Frozen Spec File¶
Write goals, non-goals, constraints, and completion criteria into an immutable file the agent reads but cannot modify — preventing drift even across context compaction.
The Problem¶
Agents build impressive things that are wrong. Over long sessions, the original objective blurs: context compaction drops nuance, the agent reinterprets constraints it finds inconvenient, and scope creeps in directions nobody asked for. The result is coherent, high-quality code that solves a subtly different problem than assigned.

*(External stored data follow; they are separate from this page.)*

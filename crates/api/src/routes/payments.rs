//! Payment completion, cancellation, refund and provider callback endpoints.

use std::sync::Arc;

use axum::Json;
use axum::extract::{Path, State};
use chrono::{DateTime, Utc};
use common::{Money, PaymentId};
use domain::{OrderStatus, Payment, PaymentStatus, PaymentType, RefundOutcome};
use serde::{Deserialize, Serialize};
use store::Database;

use super::{AppState, parse_id};
use crate::error::ApiError;

// -- Request types --

#[derive(Deserialize)]
#[serde(rename_all = "camelCase")]
pub struct RefundRequest {
    pub amount_cents: i64,
    pub reason: Option<String>,
}

/// Callback sent by the card provider once the customer finishes the card flow.
#[derive(Deserialize)]
#[serde(rename_all = "camelCase")]
pub struct WebhookRequest {
    pub provider_transaction_id: String,
    pub succeeded: bool,
}

// -- Response types --

#[derive(Serialize)]
#[serde(rename_all = "camelCase")]
pub struct PaymentResponse {
    pub id: String,
    pub order_id: String,
    pub amount_cents: i64,
    pub payment_type: PaymentType,
    pub status: PaymentStatus,
    pub requires_action: bool,
    pub refunded_cents: i64,
    pub paid_at: Option<DateTime<Utc>>,
    #[serde(skip_serializing_if = "Option::is_none")]
    pub client_secret: Option<String>,
    #[serde(skip_serializing_if = "Option::is_none")]
    pub order_status: Option<OrderStatus>,
}

impl From<Payment> for PaymentResponse {
    fn from(p: Payment) -> Self {
        Self {
            id: p.id.to_string(),
            order_id: p.order_id.to_string(),
            amount_cents: p.amount.cents(),
            payment_type: p.payment_type,
            status: p.status,
            requires_action: p.requires_action,
            refunded_cents: p.refunded_amount.cents(),
            paid_at: p.paid_at,
            client_secret: None,
            order_status: None,
        }
    }
}

#[derive(Serialize)]
#[serde(rename_all = "camelCase")]
pub struct RefundResponse {
    #[serde(flatten)]
    pub payment: PaymentResponse,
    pub full_refund: bool,
}

// -- Handlers --

/// GET /payments/:id
#[tracing::instrument(skip(state))]
pub async fn get<D: Database>(
    State(state): State<Arc<AppState<D>>>,
    Path(id): Path<String>,
) -> Result<Json<PaymentResponse>, ApiError> {
    let id: PaymentId = parse_id(&id, "payment")?;
    Ok(Json(state.payments.get_payment(id).await?.into()))
}

/// POST /payments/:id/complete — record that the money was collected.
#[tracing::instrument(skip(state))]
pub async fn complete<D: Database>(
    State(state): State<Arc<AppState<D>>>,
    Path(id): Path<String>,
) -> Result<Json<PaymentResponse>, ApiError> {
    let id: PaymentId = parse_id(&id, "payment")?;
    Ok(Json(state.payments.complete_payment(id).await?.into()))
}

/// POST /payments/:id/cancel
#[tracing::instrument(skip(state))]
pub async fn cancel<D: Database>(
    State(state): State<Arc<AppState<D>>>,
    Path(id): Path<String>,
) -> Result<Json<PaymentResponse>, ApiError> {
    let id: PaymentId = parse_id(&id, "payment")?;
    Ok(Json(state.payments.cancel_payment(id).await?.into()))
}

/// POST /payments/:id/refund — refund part or all of a captured payment.
#[tracing::instrument(skip(state, req), fields(amount_cents = req.amount_cents))]
pub async fn refund<D: Database>(
    State(state): State<Arc<AppState<D>>>,
    Path(id): Path<String>,
    Json(req): Json<RefundRequest>,
) -> Result<Json<RefundResponse>, ApiError> {
    let id: PaymentId = parse_id(&id, "payment")?;
    let receipt = state
        .payments
        .process_refund(id, Money::from_cents(req.amount_cents), req.reason)
        .await?;

    let mut payment = PaymentResponse::from(receipt.payment);
    payment.order_status = Some(receipt.order_status);
    Ok(Json(RefundResponse {
        payment,
        full_refund: receipt.outcome == RefundOutcome::Full,
    }))
}

/// POST /payments/webhook — card provider confirmation.
#[tracing::instrument(skip(state, req), fields(succeeded = req.succeeded))]
pub async fn webhook<D: Database>(
    State(state): State<Arc<AppState<D>>>,
    Json(req): Json<WebhookRequest>,
) -> Result<Json<PaymentResponse>, ApiError> {
    let payment = state
        .payments
        .confirm_card_payment(&req.provider_transaction_id, req.succeeded)
        .await?;
    Ok(Json(payment.into()))
}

Spec-driven development solves the writing problem — how to capture intent. The frozen spec solves the preservation problem — how to keep that intent unmodifiable throughout execution.
Anatomy of a Frozen Spec¶
A frozen spec contains five sections. Everything else belongs in mutable plan or progress files.
| Section | Purpose | Example |
|---|---|---|
| Goals | What the agent must deliver | "Add OAuth2 login via Google" |
| Non-goals | What the agent must not build | "Do not add email/password auth" |
| Hard constraints | Non-negotiable boundaries | "No new runtime dependencies" |
| Deliverables | Concrete output artifacts | src/auth/oauth.ts, migration file, tests |
| Done-when criteria | Objective, testable completion conditions | "All existing tests pass; /auth/google returns 302 to Google consent screen" |
Non-goals are first-class. Without them, agents expand scope toward whatever seems useful — adding email auth "while we're at it" or refactoring adjacent code that looks messy.
Why Immutability Matters¶
The spec must be structurally protected from the agent, not just instructionally protected.
graph LR
A[Session starts] --> B[Agent reads SPEC.md]
B --> C[Agent works]
C --> D{Context compacted?}
D -->|Yes| B
D -->|No| C
C --> E[Agent verifies against SPEC.md]
E --> F[Done-when criteria met?]
F -->|No| C
F -->|Yes| G[Complete]
The re-read loop is the core mechanism. After every compaction event, the agent re-reads the frozen spec from disk — the discipline formalised in the post-compaction re-read protocol. The spec survives because it lives in a file, not in conversation history.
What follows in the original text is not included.